I am working with boolean values, trying to evaluate a recommending engine in Mahout. My questions are about the selection of the "correct" parameters of the evaluate function. Apologize in advance for the lengthy post.
IRStatistics evaluate(RecommenderBuilder recommenderBuilder,
DataModelBuilder dataModelBuilder,
DataModel dataModel,
IDRescorer rescorer,
int at,
double relevanceThreshold,
double evaluationPercentage) throws TasteException;
1) Can you think of an example in which the following two parameters must be used:
- DataModelBuilder dataModelBuilder
- IDRescorer rescorer
2) For the double relevanceThreshold
variable, I set the value GenericRecommenderIRStatsEvaluator.CHOOSE_THRESHOLD, however, I was wondering if a "better" model could be built by setting a different value.

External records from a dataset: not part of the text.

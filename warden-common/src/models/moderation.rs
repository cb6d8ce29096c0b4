// File: warden-common/src/models/moderation.rs

use std::fmt;
use std::str::FromStr;

use serde::{Deserialize, Serialize};

use crate::error::Error;

/// Closed set of stage-1 content categories.
#[derive(Debug, Clone, Copy, PartialEq, Eq, Hash, Serialize, Deserialize)]
#[serde(rename_all = "SCREAMING_SNAKE_CASE")]
pub enum Category {
    Clean,
    Spam,
    Sexual,
    Advertisement,
    Flirt,
    Insult,
    Politics,
    IrrelevantToGroup,
}

impl Category {
    pub const ALL: [Category; 8] = [
        Category::Clean,
        Category::Spam,
        Category::Sexual,
        Category::Advertisement,
        Category::Flirt,
        Category::Insult,
        Category::Politics,
        Category::IrrelevantToGroup,
    ];

    pub fn as_str(&self) -> &'static str {
        match self {
            Category::Clean => "CLEAN",
            Category::Spam => "SPAM",
            Category::Sexual => "SEXUAL",
            Category::Advertisement => "ADVERTISEMENT",
            Category::Flirt => "FLIRT",
            Category::Insult => "INSULT",
            Category::Politics => "POLITICS",
            Category::IrrelevantToGroup => "IRRELEVANT_TO_GROUP",
        }
    }

    pub fn is_clean(&self) -> bool {
        matches!(self, Category::Clean)
    }
}

impl fmt::Display for Category {
    fn fmt(&self, f: &mut fmt::Formatter<'_>) -> fmt::Result {
        f.write_str(self.as_str())
    }
}

impl FromStr for Category {
    type Err = Error;

    fn from_str(s: &str) -> Result<Self, Self::Err> {
        Category::ALL
            .iter()
            .copied()
            .find(|c| c.as_str().eq_ignore_ascii_case(s))
            .ok_or_else(|| Error::Parse(format!("Unknown category: {}", s)))
    }
}

/// Three-level ordinal used for both confidence and severity (Low < Medium < High).
#[derive(Debug, Clone, Copy, PartialEq, Eq, Hash, PartialOrd, Ord, Serialize, Deserialize)]
pub enum Rating {
    Low,
    Medium,
    High,
}

impl Rating {
    pub fn as_str(&self) -> &'static str {
        match self {
            Rating::Low => "Low",
            Rating::Medium => "Medium",
            Rating::High => "High",
        }
    }
}

impl fmt::Display for Rating {
    fn fmt(&self, f: &mut fmt::Formatter<'_>) -> fmt::Result {
        f.write_str(self.as_str())
    }
}

/// Locally computed cross-message signal: how many of the sender's latest
/// messages are near-duplicates of the one under evaluation.
#[derive(Debug, Clone, Default, PartialEq, Eq, Serialize, Deserialize)]
pub struct RepetitionSignal {
    pub repeated_count: u32,
    pub repeated_texts: Vec<String>,
}

impl RepetitionSignal {
    pub fn is_repetitive(&self) -> bool {
        self.repeated_count > 0
    }
}

/// Stage-1 output. Produced once per message.
#[derive(Debug, Clone, PartialEq, Serialize, Deserialize)]
pub struct ClassificationResult {
    pub category: Category,
    pub confidence: Rating,
    pub severity: Rating,
    pub evidence: Option<String>,
    pub reasoning: Option<String>,
    #[serde(default)]
    pub repetition: RepetitionSignal,
}

impl ClassificationResult {
    pub fn is_clean(&self) -> bool {
        self.category.is_clean()
    }
}

#[derive(Debug, Clone, Copy, PartialEq, Eq, Hash, Serialize, Deserialize)]
#[serde(rename_all = "SCREAMING_SNAKE_CASE")]
pub enum AccountAction {
    Dismiss,
    Restrict,
    Remove,
    Ban,
}

#[derive(Debug, Clone, Copy, PartialEq, Eq, Hash, Serialize, Deserialize)]
#[serde(rename_all = "SCREAMING_SNAKE_CASE")]
pub enum MessageAction {
    Dismiss,
    Delete,
}

/// Stage-2 output. Produced at most once per message, only for non-clean flags.
#[derive(Debug, Clone, PartialEq, Serialize, Deserialize)]
pub struct JudgmentResult {
    pub account_action: AccountAction,
    pub message_action: MessageAction,
    pub reasoning: String,
    pub message_to_user: Option<String>,
}

/// Ephemeral enforcement decision handed to the action executor.
#[derive(Debug, Clone, PartialEq, Serialize, Deserialize)]
pub struct Decision {
    pub classification: ClassificationResult,
    pub judgment: Option<JudgmentResult>,
    pub should_notify: bool,
    pub should_delete: bool,
    /// Set when the gate withheld enforcement; carries the reason.
    pub suppressed: Option<String>,
}

impl Decision {
    pub fn clean(classification: ClassificationResult) -> Self {
        Self {
            classification,
            judgment: None,
            should_notify: false,
            should_delete: false,
            suppressed: None,
        }
    }

    pub fn requires_action(&self) -> bool {
        self.should_notify || self.should_delete
    }
}

#[cfg(test)]
mod tests {
    use super::*;

    #[test]
    fn category_wire_names() {
        let json = serde_json::to_string(&Category::IrrelevantToGroup).unwrap();
        assert_eq!(json, "\"IRRELEVANT_TO_GROUP\"");
        let parsed: Category = serde_json::from_str("\"ADVERTISEMENT\"").unwrap();
        assert_eq!(parsed, Category::Advertisement);
        assert_eq!("spam".parse::<Category>().unwrap(), Category::Spam);
        assert!("SCAM".parse::<Category>().is_err());
    }

    #[test]
    fn rating_is_ordinal() {
        assert!(Rating::Low < Rating::Medium);
        assert!(Rating::Medium < Rating::High);
        let parsed: Rating = serde_json::from_str("\"Medium\"").unwrap();
        assert_eq!(parsed, Rating::Medium);
    }
}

3) In my project, I need to recommend at most 10 items per user. Does this mean that it shouldn't make sense to set a value bigger than 10 for variable int at
?
4) Given that I don't bother if I have to wait a lot for building the model, is it a good practice to set variable double evaluationPercentage
equal to 1? Can you think of any case where 1 will not give the optimum model?
5) Why precision / recall (note that I am working on boolean data) increases as long as the number of recommendations (i.e. variable int at
) increases (I proved that experimentally)?
6) Where does the spiting of both testing and training tests
is taking place within mahout, and how could I change that percentage (unless if this is not the case for item-based recommendations)?